- **Supplied material**:
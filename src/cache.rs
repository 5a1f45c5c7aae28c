//! Bounded store of decoded frames plus the in-flight set.

use std::collections::{HashMap, HashSet};
use std::sync::Arc;

use log::trace;

use crate::sequence::FrameIndex;
use crate::source::FrameResource;

/// Decoded frames keyed by index, and the indices currently being fetched.
///
/// An index is never resolved and in flight at the same time: the loader only
/// marks uncached indices, and completion clears the mark before inserting.
/// Iteration order is irrelevant.
#[derive(Default)]
pub struct FrameCache {
    data: HashMap<FrameIndex, Arc<FrameResource>>,
    in_flight: HashSet<FrameIndex>,
}

impl FrameCache {
    pub fn new() -> Self {
        Self::default()
    }

    pub fn get(&self, index: FrameIndex) -> Option<&Arc<FrameResource>> {
        self.data.get(&index)
    }

    pub fn contains(&self, index: FrameIndex) -> bool {
        self.data.contains_key(&index)
    }

    /// Add or replace an entry.
    pub fn insert(&mut self, index: FrameIndex, resource: Arc<FrameResource>) {
        debug_assert!(!self.in_flight.contains(&index));
        self.data.insert(index, resource);
    }

    pub fn len(&self) -> usize {
        self.data.len()
    }

    pub fn is_empty(&self) -> bool {
        self.data.is_empty()
    }

    /// Proximity eviction: once the cache holds more than `max_size` entries,
    /// drop every entry farther than `max_size / 2` from `center`. Returns the
    /// number evicted.
    pub fn evict(&mut self, center: FrameIndex, max_size: usize) -> usize {
        if self.data.len() <= max_size {
            return 0;
        }
        let radius = max_size as f64 / 2.0;
        let before = self.data.len();
        self.data.retain(|&k, _| {
            let keep = (k as f64 - center as f64).abs() <= radius;
            if !keep {
                trace!("cache: evict frame {k} (center={center})");
            }
            keep
        });
        before - self.data.len()
    }

    pub fn is_in_flight(&self, index: FrameIndex) -> bool {
        self.in_flight.contains(&index)
    }

    /// Returns false if the index was already in flight.
    pub fn mark_in_flight(&mut self, index: FrameIndex) -> bool {
        self.in_flight.insert(index)
    }

    pub fn clear_in_flight(&mut self, index: FrameIndex) {
        self.in_flight.remove(&index);
    }

    pub fn in_flight_count(&self) -> usize {
        self.in_flight.len()
    }
}
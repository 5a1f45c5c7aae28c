//! Screen layout and the mapping from terminal cells to logical pixels.

use crate::canvas::Viewport;

// ---------------------------------------------------------------------------
// Layout
// ---------------------------------------------------------------------------

#[derive(Debug, Clone, Copy, PartialEq, Eq)]
pub(super) struct Layout {
    pub cols: u16,
    pub image_rows: u16,   // canvas height in rows
    pub overlay_row: u16,  // first row of the scene overlay
    pub overlay_rows: u16,
    pub status_row: u16,   // = term_rows - 1
    pub cell_w: u16,       // pixels per cell (width)
    pub cell_h: u16,       // pixels per cell (height)
}

/// Split the terminal into canvas, overlay text and status bar.
///
/// The overlay shrinks before the canvas does: at least one canvas row is
/// kept on tiny terminals.
pub(super) fn compute_layout(
    term_cols: u16,
    term_rows: u16,
    pixel_w: u16,
    pixel_h: u16,
    overlay_rows: u16,
) -> Layout {
    let usable = term_rows.saturating_sub(1);
    let overlay_rows = overlay_rows.min(usable.saturating_sub(1));
    let image_rows = usable.saturating_sub(overlay_rows);
    let cell_w = if term_cols > 0 { (pixel_w / term_cols).max(1) } else { 1 };
    let cell_h = if term_rows > 0 { (pixel_h / term_rows).max(1) } else { 1 };
    Layout {
        cols: term_cols,
        image_rows,
        overlay_row: image_rows,
        overlay_rows,
        status_row: usable,
        cell_w,
        cell_h,
    }
}

/// Logical viewport of the canvas area. Physical size is the terminal's
/// pixel area; dividing by `dpr` gives the CSS-like logical size.
pub(super) fn viewport(layout: &Layout, device_pixel_ratio: f64) -> Viewport {
    let px_w = f64::from(layout.cols) * f64::from(layout.cell_w);
    let px_h = f64::from(layout.image_rows) * f64::from(layout.cell_h);
    Viewport {
        width: px_w / device_pixel_ratio,
        height: px_h / device_pixel_ratio,
        device_pixel_ratio,
    }
}

/// Logical pixels covered by `rows` terminal rows.
pub(super) fn rows_to_logical(layout: &Layout, rows: u32, device_pixel_ratio: f64) -> f64 {
    f64::from(rows) * f64::from(layout.cell_h) / device_pixel_ratio
}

- **What you need to do**: Repeat, exactly as they stand above, the lines from the line with "self.data.get(&index)" to the line with "pub fn is_in_flight(&self, index: FrameIndex)", both lines included.

- **Written answer**:
        self.data.get(&index)
    }

    pub fn contains(&self, index: FrameIndex) -> bool {
        self.data.contains_key(&index)
    }

    /// Add or replace an entry.
    pub fn insert(&mut self, index: FrameIndex, resource: Arc<FrameResource>) {
        debug_assert!(!self.in_flight.contains(&index));
        self.data.insert(index, resource);
    }

    pub fn len(&self) -> usize {
        self.data.len()
    }

    pub fn is_empty(&self) -> bool {
        self.data.is_empty()
    }

    /// Proximity eviction: once the cache holds more than `max_size` entries,
    /// drop every entry farther than `max_size / 2` from `center`. Returns the
    /// number evicted.
    pub fn evict(&mut self, center: FrameIndex, max_size: usize) -> usize {
        if self.data.len() <= max_size {
            return 0;
        }
        let radius = max_size as f64 / 2.0;
        let before = self.data.len();
        self.data.retain(|&k, _| {
            let keep = (k as f64 - center as f64).abs() <= radius;
            if !keep {
                trace!("cache: evict frame {k} (center={center})");
            }
            keep
        });
        before - self.data.len()
    }

    pub fn is_in_flight(&self, index: FrameIndex) -> bool {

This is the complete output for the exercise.